Work order: Pick the lines holding the string "quadrature" out of the records and copy them.

+++ Listed records +++

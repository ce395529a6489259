// ─────────────────────────────────────────────────────────────────────
// SCPN Fission Kernels — State
// © 1998–2026 Miroslav Šotek. All rights reserved.
// Contact: www.anulum.li | protoscience@anulum.li
// ORCID: https://orcid.org/0009-0009-3560-0851
// License: GNU AGPL v3 | Commercial licensing available
// ─────────────────────────────────────────────────────────────────────
use crate::error::{FissionError, FissionResult};
use serde::{Deserialize, Serialize};
use std::fmt;

/// Numeric identifier of a solution variable, as handed out by the assembler.
#[derive(Debug, Clone, Copy, PartialEq, Eq, Hash, PartialOrd, Ord, Serialize, Deserialize)]
#[serde(transparent)]
pub struct VariableId(pub u32);

impl fmt::Display for VariableId {
    fn fmt(&self, f: &mut fmt::Formatter<'_>) -> fmt::Result {
        write!(f, "#{}", self.0)
    }
}

/// Borrowed view of everything the fission source reads at one quadrature point.
///
/// All per-group slices have the same length, checked once in [`FissionQpData::new`].
/// The view never owns field data; it lives for a single evaluation call.
#[derive(Debug, Clone, Copy)]
pub struct FissionQpData<'a> {
    nsf: &'a [f64],
    d_nsf_d_temp: &'a [f64],
    chi: &'a [f64],
    d_chi_d_temp: &'a [f64],
    flux: &'a [f64],
    temperature: f64,
    beta: f64,
    d_beta_d_temp: f64,
}

impl<'a> FissionQpData<'a> {
    /// Bundle per-group values for `num_groups` groups.
    ///
    /// Delayed-neutron data defaults to `beta = 0`, `d_beta_d_temp = 0`.
    pub fn new(
        num_groups: usize,
        nsf: &'a [f64],
        d_nsf_d_temp: &'a [f64],
        chi: &'a [f64],
        d_chi_d_temp: &'a [f64],
        flux: &'a [f64],
        temperature: f64,
    ) -> FissionResult<Self> {
        let tables: [(&str, usize); 5] = [
            ("nsf", nsf.len()),
            ("d_nsf_d_temp", d_nsf_d_temp.len()),
            ("chi", chi.len()),
            ("d_chi_d_temp", d_chi_d_temp.len()),
            ("flux", flux.len()),
        ];
        for (table, found) in tables {
            if found != num_groups {
                return Err(FissionError::TableSizeMismatch {
                    table: table.to_string(),
                    expected: num_groups,
                    found,
                });
            }
        }
        Ok(FissionQpData {
            nsf,
            d_nsf_d_temp,
            chi,
            d_chi_d_temp,
            flux,
            temperature,
            beta: 0.0,
            d_beta_d_temp: 0.0,
        })
    }

    /// Attach the total delayed-neutron fraction and its temperature derivative.
    pub fn with_delayed(mut self, beta: f64, d_beta_d_temp: f64) -> Self {
        self.beta = beta;
        self.d_beta_d_temp = d_beta_d_temp;
        self
    }

    pub fn num_groups(&self) -> usize {
        self.flux.len()
    }

    pub fn nsf(&self) -> &'a [f64] {
        self.nsf
    }

    pub fn d_nsf_d_temp(&self) -> &'a [f64] {
        self.d_nsf_d_temp
    }

    pub fn chi(&self) -> &'a [f64] {
        self.chi
    }

    pub fn d_chi_d_temp(&self) -> &'a [f64] {
        self.d_chi_d_temp
    }

    pub fn flux(&self) -> &'a [f64] {
        self.flux
    }

    pub fn temperature(&self) -> f64 {
        self.temperature
    }

    pub fn beta(&self) -> f64 {
        self.beta
    }

    pub fn d_beta_d_temp(&self) -> f64 {
        self.d_beta_d_temp
    }
}
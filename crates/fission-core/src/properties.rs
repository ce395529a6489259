//! Named per-point material properties.
//!
//! The material system publishes one array per property name at the current
//! quadrature point; kernels look them up by the names fixed in their config.

use std::collections::HashMap;

/// Read access to named property arrays at the current point.
pub trait PropertyProvider {
    fn property(&self, name: &str) -> Option<&[f64]>;
}

impl PropertyProvider for HashMap<String, Vec<f64>> {
    fn property(&self, name: &str) -> Option<&[f64]> {
        self.get(name).map(Vec::as_slice)
    }
}

/// Owned property arrays, refreshed by the caller before each point.
#[derive(Debug, Clone, Default)]
pub struct PropertyStore {
    values: HashMap<String, Vec<f64>>,
}

impl PropertyStore {
    pub fn new() -> Self {
        Self::default()
    }

    /// Replace the values stored under `name`, reusing its allocation.
    pub fn set(&mut self, name: &str, values: &[f64]) {
        self.set_iter(name, values.iter().copied());
    }

    pub fn set_iter<I>(&mut self, name: &str, values: I)
    where
        I: IntoIterator<Item = f64>,
    {
        match self.values.get_mut(name) {
            Some(slot) => {
                slot.clear();
                slot.extend(values);
            }
            None => {
                self.values.insert(name.to_string(), values.into_iter().collect());
            }
        }
    }

    /// Store a scalar as a one-element array.
    pub fn set_scalar(&mut self, name: &str, value: f64) {
        self.set(name, &[value]);
    }

    pub fn get(&self, name: &str) -> Option<&[f64]> {
        self.values.get(name).map(Vec::as_slice)
    }

    pub fn len(&self) -> usize {
        self.values.len()
    }

    pub fn is_empty(&self) -> bool {
        self.values.is_empty()
    }
}

impl PropertyProvider for PropertyStore {
    fn property(&self, name: &str) -> Option<&[f64]> {
        self.get(name)
    }
}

+++

The answer:
/// Borrowed view of everything the fission source reads at one quadrature point.
//! quadrature point; kernels look them up by the names fixed in their config.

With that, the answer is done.